A Note To People Who Are Not In A Woman’s Body
I am very aware that the dynamic I mention here--of untelling and reimagining ourselves as distinct from the cultural narratives that entrap us--is a human phenomenon. It defines the process of individuation and maturation that humans in society transition through as we grow and evolve.
Anyone who does not inhabit a woman’s body may well relate to the challenges of confronting cultural stories that limit them. Men’s narratives do not allow them the full range of emotional expression they need for a healthy inner and social life, and threaten to penalize them for speaking out against sexism. Many people who are not white struggle to gain vision outside the dominant cultural paradigm to see beyond the white gaze, just as women often struggle to see beyond the male gaze, the white male gaze being so predominant in our culture.
Each of us struggles to evolve our own narrative beyond that which was given to us at birth and continues to reinforce itself in our environment. But the narratives themselves differ. A white woman fights to see beyond the white male gaze, while a black woman bears double the burden, struggling against both the male gaze and the white gaze in unique ways. People who are not white struggle with different narratives based on whether their heritage includes the traumas of enslavement, what part of the world they were born into, and the particular cultures they live in today, as we all do.
While I wish I could solve all these problems for humanity, I am not so bold. I am going to focus on what I need to focus on, which is reimagining Eve for modern women of every hue. I will do what I can to support Adam and my colleagues of color with compassion and hope, but they are not my challenge alone. I will do what I can to mend the divide between white women and black women that plagues our collective efforts for justice. I welcome all people into my life who are on parallel missions, and perhaps together, we can reimagine humanity at its most fundamental level. But for me, right now, I am on the brink of launching this new framework for myself and the women and men seeking to heal their broken relationships with feminine power. For me right now, these other battles are a problem for another day.
A Note On Religion
I am spiritual, but not religious. I’m very interested in the myths and stories that have evolved us and evolved with us through time to create the worldview we all carry inside ourselves today. Many of these myths originated in religious frameworks, but I view them as cultural narratives, not religious doctrines.
I choose Eve to symbolize the heritage of archetypal, modern, Western women because the religious stories of her are so historically seminal, infecting our cultural consciousness, governance, and legal systems for thousands of years. I cannot and will not engage on the subject of Eve as a religious figure, but only as a metaphorical character in our culture. For this reason, you will not see me engage in religious theology or doctrine.

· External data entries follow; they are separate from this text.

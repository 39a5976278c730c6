//! Bearer-token gate on protected routes.

use std::time::Duration;

use axum::body::Body;
use axum::http::{Method, Request, StatusCode, header};
use petstore_integration_tests::{TestApp, rex};
use petstore_server::config::AuthConfig;
use petstore_server::services::TokenCodec;
use secrecy::SecretString;

const PROTECTED: &[(&str, &str)] = &[
    ("POST", "/pet"),
    ("PUT", "/pet"),
    ("GET", "/pet/findByStatus?status=available"),
    ("GET", "/pet/findByTags?tags=cute"),
    ("GET", "/pet/1"),
    ("POST", "/pet/1"),
    ("DELETE", "/pet/1"),
    ("POST", "/pet/1/uploadImage"),
    ("GET", "/store/inventory"),
];

#[tokio::test]
async fn test_protected_routes_reject_missing_token() {
    let app = TestApp::new();

    for (method, uri) in PROTECTED {
        let method = Method::from_bytes(method.as_bytes()).unwrap();
        let response = app.json(method.clone(), uri, None, None).await;
        assert_eq!(response.status, StatusCode::UNAUTHORIZED, "{method} {uri}");
        assert_eq!(response.body["code"], 401);
    }
}

#[tokio::test]
async fn test_garbage_and_foreign_tokens_are_401() {
    let app = TestApp::new();
    let foreign = TokenCodec::new(&AuthConfig {
        jwt_secret: SecretString::from("Zq8#Lm3!Vb7@Nc1$Xd5%Wf9^Rg2&Th6*"),
        token_ttl: None,
    })
    .issue("alice")
    .unwrap();

    for token in ["not-a-token", "a.b.c", foreign.as_str()] {
        let response = app.json(Method::GET, "/pet/1", None, Some(token)).await;
        assert_eq!(response.status, StatusCode::UNAUTHORIZED, "{token}");
    }
}

#[tokio::test]
async fn test_expired_token_is_401() {
    let app = TestApp::new();
    let expired = TokenCodec::new(&AuthConfig {
        token_ttl: Some(Duration::from_secs(1)),
        ..app.auth.clone()
    })
    .issue("alice")
    .unwrap();
    tokio::time::sleep(Duration::from_millis(2100)).await;

    let response = app.json(Method::GET, "/pet/1", None, Some(&expired)).await;
    assert_eq!(response.status, StatusCode::UNAUTHORIZED);
}

#[tokio::test]
async fn test_basic_scheme_is_401() {
    let app = TestApp::new();

    let response = app
        .send(
            Request::get("/store/inventory")
                .header(header::AUTHORIZATION, "Basic YWxpY2U6c2VjcmV0")
                .body(Body::empty())
                .unwrap(),
        )
        .await;
    assert_eq!(response.status, StatusCode::UNAUTHORIZED);
}

#[tokio::test]
async fn test_token_issued_by_login_opens_protected_routes() {
    let app = TestApp::new();
    let token = app.login_as("alice", "secret123").await;

    let response = app.json(Method::POST, "/pet", Some(&rex()), Some(&token)).await;
    assert_eq!(response.status, StatusCode::CREATED);
}

#[tokio::test]
async fn test_public_routes_need_no_token() {
    let app = TestApp::new();

    assert_eq!(app.json(Method::GET, "/health", None, None).await.status, StatusCode::OK);
    assert_eq!(
        app.json(Method::GET, "/health/ready", None, None).await.status,
        StatusCode::OK
    );
    assert_eq!(
        app.json(Method::GET, "/user/logout", None, None).await.status,
        StatusCode::OK
    );
    assert_eq!(
        app.json(Method::GET, "/store/order/1", None, None).await.status,
        StatusCode::NOT_FOUND
    );
}

#[tokio::test]
async fn test_responses_carry_request_id() {
    let app = TestApp::new();
    let response = app
        .send(
            Request::get("/health")
                .header("x-request-id", "trace-me")
                .body(Body::empty())
                .unwrap(),
        )
        .await;
    assert_eq!(response.status, StatusCode::OK);
    assert_eq!(response.headers["x-request-id"], "trace-me");

    let generated = app.json(Method::GET, "/health", None, None).await;
    assert!(generated.headers.contains_key("x-request-id"));
}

I know Eve is important to many people for many reasons, and I do not wish to disrespect anyone’s views of her or religious institutions that claim to know her truth. Please do not take offense, and do not assume my intent is to offend. I invite anyone genuinely interested in exploring the stories and beliefs about women in our culture, including spiritual beliefs, into a genuine, open, and curious dialog. If that is not what you seek, move on in peace, but please move on.